Il est là. L’homme avec qui elle est partie.
Bernard ne dit rien. Bernard halète.
— Vous ne parlez plus… reprend Sam. Hem, comment dire… C’est à moi de m’expliquer alors, je présume ? Laissez-moi, puisque nous avons tout le temps, vous raconter ma vie. Après tout, la nuit est devant nous, je viens de fermer la station. C’est pourquoi il n’y a pas de lumière. Bon, vous pouvez la rallumer si cela vous arrange, mais peu importe. Aurore est une jolie morte, pas vrai ?
— Connard !
Feu dans la porte qui communique avec la boutique, à peine entraperçue. Trois autres coups tirés au hasard, au jugé.

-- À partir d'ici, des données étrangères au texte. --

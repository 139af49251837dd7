use chrono::{DateTime, Utc};
use serde::{Deserialize, Serialize};
use std::path::{Path, PathBuf};
use tracing::info;

use crate::error::ArtifactError;
use crate::evaluation::scorer::{Evaluation, ScoredRecord, Scores};
use crate::metrics::MetricsSnapshot;

pub const REPORT_FILE: &str = "report.json";

/// Data handed to the HTML report renderer.
#[derive(Debug, Clone, Serialize, Deserialize)]
pub struct Report {
    pub generated_at: DateTime<Utc>,
    pub model: String,
    pub summary: Vec<ScoredRecord>,
    pub metrics: Scores,
    #[serde(default, skip_serializing_if = "Option::is_none")]
    pub run: Option<MetricsSnapshot>,
}

impl Report {
    pub fn new(model: impl Into<String>, evaluation: Evaluation) -> Self {
        Self {
            generated_at: Utc::now(),
            model: model.into(),
            summary: evaluation.samples,
            metrics: evaluation.scores,
            run: None,
        }
    }

    pub fn with_run_metrics(mut self, run: MetricsSnapshot) -> Self {
        self.run = Some(run);
        self
    }

    pub async fn write(&self, dir: &Path) -> Result<PathBuf, ArtifactError> {
        let path = dir.join(REPORT_FILE);
        let body = serde_json::to_string_pretty(self).map_err(|source| ArtifactError::Serialize {
            what: "report",
            source,
        })?;
        tokio::fs::write(&path, body)
            .await
            .map_err(|source| ArtifactError::Write {
                path: path.clone(),
                source,
            })?;
        info!("Report data written to {}", path.display());
        Ok(path)
    }
}

#[cfg(test)]
mod tests {
    use super::*;
    use crate::batch::ResponseRecord;
    use crate::evaluation::evaluate;
    use tempfile::TempDir;

    #[tokio::test]
    async fn test_report_shape() {
        let records = vec![ResponseRecord {
            prompt_id: 1,
            prompt_content: "打开客厅的灯。".into(),
            response_text: r#"{"has_command": true}"#.into(),
            response_is_structured: true,
            artifact_path: "outputs/response_1_x.json".into(),
        }];
        let report = Report::new("qwen2.5-coder:3b", evaluate(&records, None));

        let dir = TempDir::new().unwrap();
        let path = report.write(dir.path()).await.unwrap();
        let value: serde_json::Value =
            serde_json::from_str(&std::fs::read_to_string(path).unwrap()).unwrap();

        assert_eq!(value["model"], "qwen2.5-coder:3b");
        assert_eq!(value["summary"][0]["category"], "FP");
        assert_eq!(value["summary"][0]["source"], "DEFAULT");
        assert_eq!(value["metrics"]["confusion_matrix"]["FP"], 1);
        assert_eq!(value["metrics"]["total_count"], 1);
        assert!(value["generated_at"].is_string());
        assert!(value.get("run").is_none());
    }
}
use std::sync::Arc;
use tracing::{debug, error, info, warn};

use super::payload::{excerpt, interpret_reply, probe_payload, ChatRequest};
use super::probe::ProbeCache;
use super::stream::{decode_ndjson, TextStream};
use super::types::{ChatReply, ModelInfo, ProbeVerdict, TagsResponse};
use crate::config::ClientConfig;
use crate::error::ClientError;
use crate::metrics::RunMetrics;

const PROBE_DIAGNOSTIC_CHARS: usize = 100;
const ERROR_BODY_CHARS: usize = 500;

/// Async client for the Ollama chat endpoint.
///
/// `send`/`send_full` retry transport failures with exponential backoff;
/// `stream` makes a single attempt and yields text increments lazily.
pub struct OllamaClient {
    http: reqwest::Client,
    config: ClientConfig,
    probes: ProbeCache,
    metrics: Arc<RunMetrics>,
}

impl OllamaClient {
    pub fn new(config: ClientConfig, metrics: Arc<RunMetrics>) -> Result<Self, ClientError> {
        let http = reqwest::Client::builder()
            .timeout(config.timeout)
            .build()
            .map_err(ClientError::Build)?;
        Ok(Self {
            http,
            probes: ProbeCache::new(config.probe_cache_capacity),
            config,
            metrics,
        })
    }

    /// Forget the cached availability verdict for `model`, so the next
    /// check goes back to the endpoint.
    pub fn invalidate_probe(&self, model: &str) -> bool {
        self.probes.invalidate(model)
    }

    /// Send one request and return the reply text, precision bias applied.
    pub async fn send(&self, request: &ChatRequest) -> Result<String, ClientError> {
        Ok(self.send_full(request).await?.content)
    }

    /// Like [`send`](Self::send) but also hands back the untouched body.
    pub async fn send_full(&self, request: &ChatRequest) -> Result<ChatReply, ClientError> {
        let endpoint = self.config.chat_endpoint();
        let payload = request.payload(false, &self.config.keep_alive);
        let policy = self.config.retry;

        debug!(
            model = %request.model,
            temperature = request.decoding.temperature,
            top_p = request.decoding.top_p,
            precision_bias = request.decoding.precision_bias,
            "Calling chat endpoint"
        );

        let mut attempt = 0u32;
        loop {
            self.metrics.record_remote_attempt();
            match self.post_once(&endpoint, &payload).await {
                Ok(raw) => {
                    let reply = interpret_reply(&request.model, raw, request.decoding.precision_bias);
                    if !reply.well_formed {
                        self.metrics.record_malformed_reply();
                    }
                    return Ok(reply);
                }
                Err((status, message)) => {
                    warn!(
                        attempt = attempt + 1,
                        attempts = policy.attempts,
                        error = %message,
                        "Chat request failed"
                    );
                    if attempt + 1 >= policy.attempts {
                        error!(
                            attempts = policy.attempts,
                            "Chat request failed after all retries: {}", message
                        );
                        if self.invalidate_probe(&request.model) {
                            debug!(model = %request.model, "Dropped cached probe verdict");
                        }
                        return Err(ClientError::Transport {
                            endpoint,
                            attempts: policy.attempts,
                            status,
                            message,
                        });
                    }
                    let delay = policy.delay_for(attempt);
                    info!("Retrying in {:.2}s", delay.as_secs_f64());
                    self.metrics.record_retry();
                    tokio::time::sleep(delay).await;
                    attempt += 1;
                }
            }
        }
    }

    async fn post_once(
        &self,
        endpoint: &str,
        payload: &super::types::ChatPayload,
    ) -> Result<serde_json::Value, (Option<u16>, String)> {
        let resp = self
            .http
            .post(endpoint)
            .json(payload)
            .send()
            .await
            .map_err(|e| (None, format!("connection error: {}", e)))?;

        let status = resp.status();
        if !status.is_success() {
            let body = resp.text().await.unwrap_or_default();
            return Err((
                Some(status.as_u16()),
                format!("HTTP {}: {}", status.as_u16(), excerpt(&body, ERROR_BODY_CHARS)),
            ));
        }

        let bytes = resp
            .bytes()
            .await
            .map_err(|e| (Some(status.as_u16()), format!("failed to read body: {}", e)))?;

        // A 2xx body that is not JSON is a shape problem, not a transport one.
        Ok(serde_json::from_slice(&bytes).unwrap_or_else(|_| {
            serde_json::Value::String(String::from_utf8_lossy(&bytes).into_owned())
        }))
    }

    /// Open a streaming request. Increments arrive as the model produces them;
    /// dropping the returned stream closes the connection.
    pub async fn stream(
        &self,
        request: &ChatRequest,
    ) -> Result<TextStream, ClientError> {
        let endpoint = self.config.chat_endpoint();
        let payload = request.payload(true, &self.config.keep_alive);

        debug!(model = %request.model, "Opening chat stream");
        self.metrics.record_remote_attempt();

        let resp = self
            .http
            .post(&endpoint)
            .json(&payload)
            .send()
            .await
            .map_err(|e| ClientError::Transport {
                endpoint: endpoint.clone(),
                attempts: 1,
                status: None,
                message: format!("connection error: {}", e),
            })?;

        let status = resp.status();
        if !status.is_success() {
            let body = resp.text().await.unwrap_or_default();
            return Err(ClientError::Transport {
                endpoint,
                attempts: 1,
                status: Some(status.as_u16()),
                message: format!("HTTP {}: {}", status.as_u16(), excerpt(&body, ERROR_BODY_CHARS)),
            });
        }

        Ok(Box::pin(decode_ndjson(Box::pin(resp.bytes_stream()), endpoint)))
    }

    /// Check that `model` answers a one-token request. Verdicts are cached per
    /// model until [`invalidate_probe`](Self::invalidate_probe), which a
    /// request that exhausts its retries also triggers.
    pub async fn check_model_available(&self, model: &str) -> ProbeVerdict {
        if let Some(verdict) = self.probes.get(model) {
            debug!(model = %model, available = verdict.available, "Probe cache hit");
            return verdict;
        }

        let verdict = self.probe_once(model).await;
        self.probes.insert(model, verdict.clone());
        verdict
    }

    async fn probe_once(&self, model: &str) -> ProbeVerdict {
        let endpoint = self.config.chat_endpoint();
        self.metrics.record_remote_attempt();

        let resp = match self.http.post(&endpoint).json(&probe_payload(model)).send().await {
            Ok(r) => r,
            Err(e) => {
                return ProbeVerdict {
                    available: false,
                    diagnostic: format!("connection error: {}", e),
                }
            }
        };

        let status = resp.status();
        if status.as_u16() == 200 {
            return ProbeVerdict {
                available: true,
                diagnostic: String::new(),
            };
        }

        let body = resp.text().await.unwrap_or_default();
        ProbeVerdict {
            available: false,
            diagnostic: probe_diagnostic(status.as_u16(), &body),
        }
    }

    /// Models installed on the endpoint (`/api/tags`).
    pub async fn list_models(&self) -> Result<Vec<ModelInfo>, ClientError> {
        let endpoint = self.config.tags_endpoint();
        let transport = |status: Option<u16>, message: String| ClientError::Transport {
            endpoint: endpoint.clone(),
            attempts: 1,
            status,
            message,
        };

        let resp = self
            .http
            .get(&endpoint)
            .send()
            .await
            .map_err(|e| transport(None, format!("connection error: {}", e)))?;

        let status = resp.status();
        if !status.is_success() {
            let body = resp.text().await.unwrap_or_default();
            return Err(transport(
                Some(status.as_u16()),
                format!("HTTP {}: {}", status.as_u16(), excerpt(&body, ERROR_BODY_CHARS)),
            ));
        }

        let tags: TagsResponse = resp.json().await.map_err(|e| ClientError::Decode {
            endpoint: endpoint.clone(),
            message: e.to_string(),
        })?;
        Ok(tags.models)
    }
}

/// Explain a non-200 probe reply: the body's `error` field when it has one,
/// otherwise the status and the start of the body.
pub(crate) fn probe_diagnostic(status: u16, body: &str) -> String {
    if body.is_empty() {
        return format!("model unavailable: HTTP {}", status);
    }
    match serde_json::from_str::<serde_json::Value>(body) {
        Ok(json) => match json.get("error") {
            Some(serde_json::Value::String(msg)) => format!("model error: {}", msg),
            Some(other) => format!("model error: {}", other),
            None => format!("model unavailable: HTTP {}", status),
        },
        Err(_) => format!(
            "model unavailable: {}",
            excerpt(body, PROBE_DIAGNOSTIC_CHARS)
        ),
    }
}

Il est là. L’homme qui est parti avec Virginie. L’homme qui a traîné Aurore dans le club échangiste. L’homme qui l’a…
— Allons, allons. Il ne vous reste que deux coups. Mais pourquoi est-ce que je dis “vous”, on va se tutoyer, c’est plus facile. Après tout, on a mangé dans les mêmes gamelles, pas vrai ?
… assassinée.
— Qui es-tu connard ? Qu’est-ce que tu veux ?
— Ça, c’est à toi que je le demande.
C’est au tour de l’homme de respirer avec difficulté. De pleurer peut-être. Bernard ne distingue pas bien les nuances de sons. Sam reprend :
— Mon Dieu, j’attendais Virginie quand tu as… foutu le feu à sa voiture. J’étais là, à la station. On avait rendez-vous. On devait partir sur Biarritz pour chercher un appartement. On devait partir pas plus tard que le lendemain. Tu ne m’entendras pas pleurer, tout a séché depuis ce soir-là. Depuis le soir où j’ai vu ta bagnole traverser la station à tombeau ouvert. Je t’ai vu à travers la vitre de la boutique, et j’ai couru. J’ai couru jusqu’aux flammes, sur la bretelle. Et j’ai compris. Tu voulais pas qu’elle parte, pas vrai ? Remarque, je te comprends. Je l’aurais tuée, moi aussi, pour qu’elle reste…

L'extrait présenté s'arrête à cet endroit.